Oleh: Viky Eka Indrajaya
Turut prihatin, masyarakat kita kian terdegradasi. Bukan karena kurang nasi tapi karena sering mispersepsi. Informasi ditelan mentah tanpa konfirmasi dan verifikasi. Tidak sadar pemikirannya sudah penuh sampah yang sulit ditanggulangi. Saling tuduh, caci maki dan ujaran benci tak bisa dihindari. Menurut Kemkominfo, pada tahun 2016 tidak kurang dari 800.000 situs penyebar disinformasi. Lebih mengejutkan, terdapat 2.105 isu hoaks terkait pandemi. Upaya pemerintah untuk memerangi patut diapresiasi. Sejatinya hoaks memang tidak bisa ditoleransi. Keberadannya mematikan akal sehat juga hati nurani. Yang membuat saya heran, hoaks juga menyerang para akademisi. Titel tinggi ternyata tidak menjadi garansi. Sekeliling saya tidak sedikit sarjana yang logiknya seakan terhenti.
Penyebaran hoaks ditopang oleh perkembangan teknologi komunikasi dan informasi. Perkembangannya memang memiliki dua sisi. Disatu sisi diperoleh beragam manfaat salah satunya memudahkan silaturahmi. Sisi yang lain perkembangan hoaks menjadi tidak terbendung lagi. Pengembangan sarana komunikasi negeri dilakukan tanpa henti. Data Badan Pusat Statistik (BPS) terkait banyaknya desa/kelurahan yang memiliki internet di kantor desanya bisa menjadi bukti. Tahun 2018 hanya 38.646 desa/kelurahan menjadi 47.705 desa/kelurahan di tahun 2020 memiliki fasilitas mumpuni. Indikator lainnya juga serasi. Yakni banyaknya desa dengan penerimaan sinyal telepon seluler dengan jaringan kuat dalam negeri. Dibandingkan tahun 2018, tahun 2020 mengalami peningkatan yang tinggi. Awalnya 28.054 desa/kelurahan ditingkatkan menjadi 34.595 desa/kelurahan oleh Bapak Jokowi.

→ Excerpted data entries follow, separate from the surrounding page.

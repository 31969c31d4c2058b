//! Scoped mutation of an [`ImmutablePath`] binding.
//!
//! A scope hands a [`MutablePath`] to caller code. The view is changed in
//! place; the owner binding only receives its final value if the scope body
//! returns `Ok`. An `Err` leaves the owner exactly as it was.

use std::env;
use std::fmt;
use std::path::Path;

use crate::config::PathFormat;
use crate::error::Result;
use crate::transaction::operation::{CopyFile, FileOperation, Move, Rename, Renames};

use super::immutable::ImmutablePath;
use super::normalize::{expand_tilde, NormalizedPath};

/// The write-back slot of one scope.
///
/// Borrowing the owner mutably for the whole scope keeps anything else from
/// observing it half-way; the single write happens in [`OwnerSlot::commit`].
pub(crate) struct OwnerSlot<'a> {
    owner: &'a mut ImmutablePath,
}

impl<'a> OwnerSlot<'a> {
    pub(crate) fn new(owner: &'a mut ImmutablePath) -> Self {
        Self { owner }
    }

    pub(crate) fn owner(&self) -> &ImmutablePath {
        self.owner
    }

    /// A fresh view holding the owner's current value and flags.
    pub(crate) fn view(&self) -> MutablePath {
        MutablePath {
            contained: self.owner.normalized().clone(),
            format: self.owner.format(),
        }
    }

    /// Write the view back into the owner.
    pub(crate) fn commit(self, view: MutablePath) {
        self.owner.replace(view.contained, view.format);
    }
}

/// A temporarily mutable view of a path, only reachable inside a scope.
///
/// Setters change the view in place and return it again for chaining.
/// Filesystem methods act on disk immediately and re-point the view at the
/// result.
///
/// # Examples
///
/// ```
/// use mutapath::ImmutablePath;
///
/// let mut path = ImmutablePath::new("/home/doe/folder/sub");
/// path.mutate(|m| {
///     m.set_name("top");
///     Ok::<_, mutapath::Error>(())
/// })
/// .unwrap();
/// assert_eq!(path, "/home/doe/folder/top");
/// ```
#[derive(Debug)]
pub struct MutablePath {
    contained: NormalizedPath,
    format: PathFormat,
}

impl MutablePath {
    /// An immutable copy of the current value, with the current flags.
    #[must_use]
    pub fn snapshot(&self) -> ImmutablePath {
        ImmutablePath::with_format(self.contained.as_path(), self.format)
    }

    /// The current value.
    #[must_use]
    pub fn as_path(&self) -> &Path {
        self.contained.as_path()
    }

    /// The current format flags.
    #[must_use]
    pub fn format(&self) -> PathFormat {
        self.format
    }

    pub(crate) fn normalized(&self) -> &NormalizedPath {
        &self.contained
    }

    pub(crate) fn set_normalized(&mut self, contained: NormalizedPath) {
        self.contained = contained;
    }

    /// Replace the final component.
    pub fn set_name(&mut self, name: impl AsRef<Path>) -> &mut Self {
        self.contained = self.contained.with_name(name);
        self
    }

    /// Replace the stem, keeping the suffix.
    pub fn set_stem(&mut self, stem: impl AsRef<Path>) -> &mut Self {
        self.contained = self.contained.with_stem(stem);
        self
    }

    /// Replace the suffix; an empty suffix removes it.
    pub fn set_suffix(&mut self, suffix: &str) -> &mut Self {
        self.contained = self.contained.with_suffix(suffix);
        self
    }

    /// Move the final component under `parent`.
    pub fn set_parent(&mut self, parent: impl AsRef<Path>) -> &mut Self {
        self.contained = self.contained.with_parent(parent);
        self
    }

    /// Replace as many leading components as `base` has.
    ///
    /// # Errors
    ///
    /// Returns an invalid argument error if this path is not longer than
    /// `base`. The view is unchanged in that case.
    pub fn set_base(&mut self, base: impl AsRef<Path>) -> Result<&mut Self> {
        self.set_base_stripped(base, 0)
    }

    /// Replace `strip_length + 1` leading components (root included) by
    /// `base`; `0` behaves like [`set_base`](Self::set_base).
    ///
    /// # Errors
    ///
    /// Returns an invalid argument error if too many components would be
    /// stripped. The view is unchanged in that case.
    pub fn set_base_stripped(
        &mut self,
        base: impl AsRef<Path>,
        strip_length: usize,
    ) -> Result<&mut Self> {
        self.contained = self.contained.with_base(base, strip_length)?;
        Ok(self)
    }

    /// Set the posix flag.
    pub fn set_posix_enabled(&mut self, enable: bool) -> &mut Self {
        self.format.posix = enable;
        self
    }

    /// Set the string representation flag.
    pub fn set_string_repr_enabled(&mut self, enable: bool) -> &mut Self {
        self.format.string_repr = enable;
        self
    }

    /// Join `component` onto the value.
    pub fn push(&mut self, component: impl AsRef<Path>) -> &mut Self {
        self.contained = self.contained.join([component]);
        self
    }

    /// Make the value absolute against the current working directory.
    ///
    /// # Errors
    ///
    /// Returns an error if the working directory cannot be determined.
    pub fn make_absolute(&mut self) -> Result<&mut Self> {
        if !self.contained.is_absolute() {
            let cwd = env::current_dir()?;
            self.contained = NormalizedPath::new(cwd.join(self.contained.as_path()));
        }
        Ok(self)
    }

    /// Make the value relative to `start`.
    ///
    /// # Errors
    ///
    /// Returns an error if the working directory cannot be determined.
    pub fn make_relative_to(&mut self, start: impl AsRef<Path>) -> Result<&mut Self> {
        let relative = self.snapshot().relative_to(start)?;
        self.contained = relative.normalized().clone();
        Ok(self)
    }

    /// Expand a leading `~` and normalize the result.
    ///
    /// # Errors
    ///
    /// Returns an error if the home directory cannot be determined.
    pub fn normalize(&mut self) -> Result<&mut Self> {
        self.contained = NormalizedPath::new(expand_tilde(self.contained.as_path())?);
        Ok(self)
    }

    fn apply(&mut self, operation: &dyn FileOperation, target: &Path) -> Result<&mut Self> {
        let target = NormalizedPath::new(target);
        let result = operation.apply(self.contained.as_path(), target.as_path())?;
        self.contained = NormalizedPath::new(result);
        Ok(self)
    }

    /// Rename the file on disk and point the view at `target`.
    ///
    /// # Errors
    ///
    /// Returns an I/O error if the rename fails; the view is unchanged.
    pub fn rename(&mut self, target: impl AsRef<Path>) -> Result<&mut Self> {
        self.apply(&Rename, target.as_ref())
    }

    /// Like [`rename`](Self::rename), creating missing target directories
    /// and removing source directories left empty.
    ///
    /// # Errors
    ///
    /// Returns an I/O error if the rename fails; the view is unchanged.
    pub fn renames(&mut self, target: impl AsRef<Path>) -> Result<&mut Self> {
        self.apply(&Renames, target.as_ref())
    }

    /// Copy the file on disk and point the view at the copy.
    ///
    /// # Errors
    ///
    /// Returns an I/O error if the copy fails; the view is unchanged.
    pub fn copy(&mut self, target: impl AsRef<Path>) -> Result<&mut Self> {
        self.apply(&CopyFile, target.as_ref())
    }

    /// Move the file or directory on disk and point the view at the result.
    ///
    /// # Errors
    ///
    /// Returns an I/O error if the move fails; the view is unchanged.
    pub fn move_to(&mut self, target: impl AsRef<Path>) -> Result<&mut Self> {
        self.apply(&Move, target.as_ref())
    }
}

impl fmt::Display for MutablePath {
    fn fmt(&self, f: &mut fmt::Formatter<'_>) -> fmt::Result {
        fmt::Display::fmt(&self.snapshot(), f)
    }
}

impl AsRef<Path> for MutablePath {
    fn as_ref(&self) -> &Path {
        self.as_path()
    }
}

impl ImmutablePath {
    /// Run `f` against a mutable view of this path and commit the result.
    ///
    /// The binding is updated only if `f` returns `Ok`; on `Err` it keeps
    /// its previous value and the error is returned unchanged. Any lock
    /// held on the old value is released when a new value is committed.
    ///
    /// # Errors
    ///
    /// Returns whatever `f` returns.
    ///
    /// # Examples
    ///
    /// ```
    /// use mutapath::{Error, ImmutablePath};
    ///
    /// let mut path = ImmutablePath::new("/A/B/file.txt");
    /// let failed: Result<(), Error> = path.mutate(|m| {
    ///     m.set_stem("other");
    ///     m.set_base("/A/B/C/D/E")?;
    ///     Ok(())
    /// });
    /// assert!(failed.is_err());
    /// assert_eq!(path, "/A/B/file.txt");
    /// ```
    pub fn mutate<R, E, F>(&mut self, f: F) -> std::result::Result<R, E>
    where
        F: FnOnce(&mut MutablePath) -> std::result::Result<R, E>,
    {
        let slot = OwnerSlot::new(self);
        let mut view = slot.view();
        match f(&mut view) {
            Ok(value) => {
                log::debug!("committing {} to {}", slot.owner(), view);
                slot.commit(view);
                Ok(value)
            }
            Err(e) => {
                log::debug!("mutation of {} aborted", slot.owner());
                Err(e)
            }
        }
    }
}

Peningkatan ini memudahkan masyarakat mengakses isu terkini. Bermodalkan gadget di tangan semua menjadi tahu apa yang sedang terjadi. Budaya sharing juga sudah melekat di ibu jari. Permasalahannya sharing dilakukan tanpa dikaji. Alhasil banyak orang malah teracuni. Bukan bertambah pintar, justru makin tidak memahami. Bukan makin peduli, justru menjadi antipati. Bukan menjadi saling menyayangi, justru menjadi saling memusuhi. Mari instropeksi diri. Siapa yang menjadi biang keladi? Mari kita instropeksi, seberapa besar orang merugi? Mari kita instropeksi, seberapa banyak orang akhirnya mati? Saya jawab dengan ironi. Yang salah adalah ibu jari.
Media sosial (medsos) kini tumbuh dan berkembang seiring dengan perkembangan teknologi dan informasi. Bahkan, medsos menjadi tempat terfavorit virus ini bereproduksi. Tercatat 5.502 konten hoaks tentang covid-19 menyebar melalui medsos terkini. Instagram, facebook, twitter, kemudian apa lagi? Tambahan referensi, pengguna internet di Indonesia menyentuh angka 63 jeti. 95 persen dari jumlah tersebut mengakses internet untuk bermain sosmed hingga petang dari pagi. Saya sedikit dilema apakah hal-hal berikut merupakan prestasi? Ketika Indonesia menjadi peringkat keempat dunia pengakses Facebook sehari-hari. Yang ada, justru hal tersebut membuat saya semakin ngeri. Ibaratkan berenang di lautan, masyarakat Indonesia terjun ke medsos tanpa ada kemampuan diri. Bukannya memperoleh ikan, malah hanyut kesana sini.
Menghadapi hoaks, senjata paling ampuh adalah literasi. Dengannya akan bisa dilakukan proses filtrasi. Menyaring kotoran hingga tersisa sesuatu yang murni. Akan menyehatkan bila dikonsumsi. Literasi negeri perlu diperbaiki. Hasil survei di tahun 2019 oleh Organization for Economic Co-operation and Development (OECD) menyebutkan Indonesia merupakan 10 negara terbawah dalam hal literasi.
Mari kita jangan berdiam diri. Jangan menunjuk orang kemudian merasa berpuas diri. Justru diri sendirilah yang seharusnya terlebih dahulu dikoreksi. Meningkatkan literasi wajib dijalani. Memperbanyak bacaan bisa menjadi solusi. Tidak hanya membaca tetapi juga memahami. Agar proses membaca yang efektif bisa diperoleh nanti. Dengan hal tersebut harapannya hoaks di Indonesia dengan sendirinya akan mati.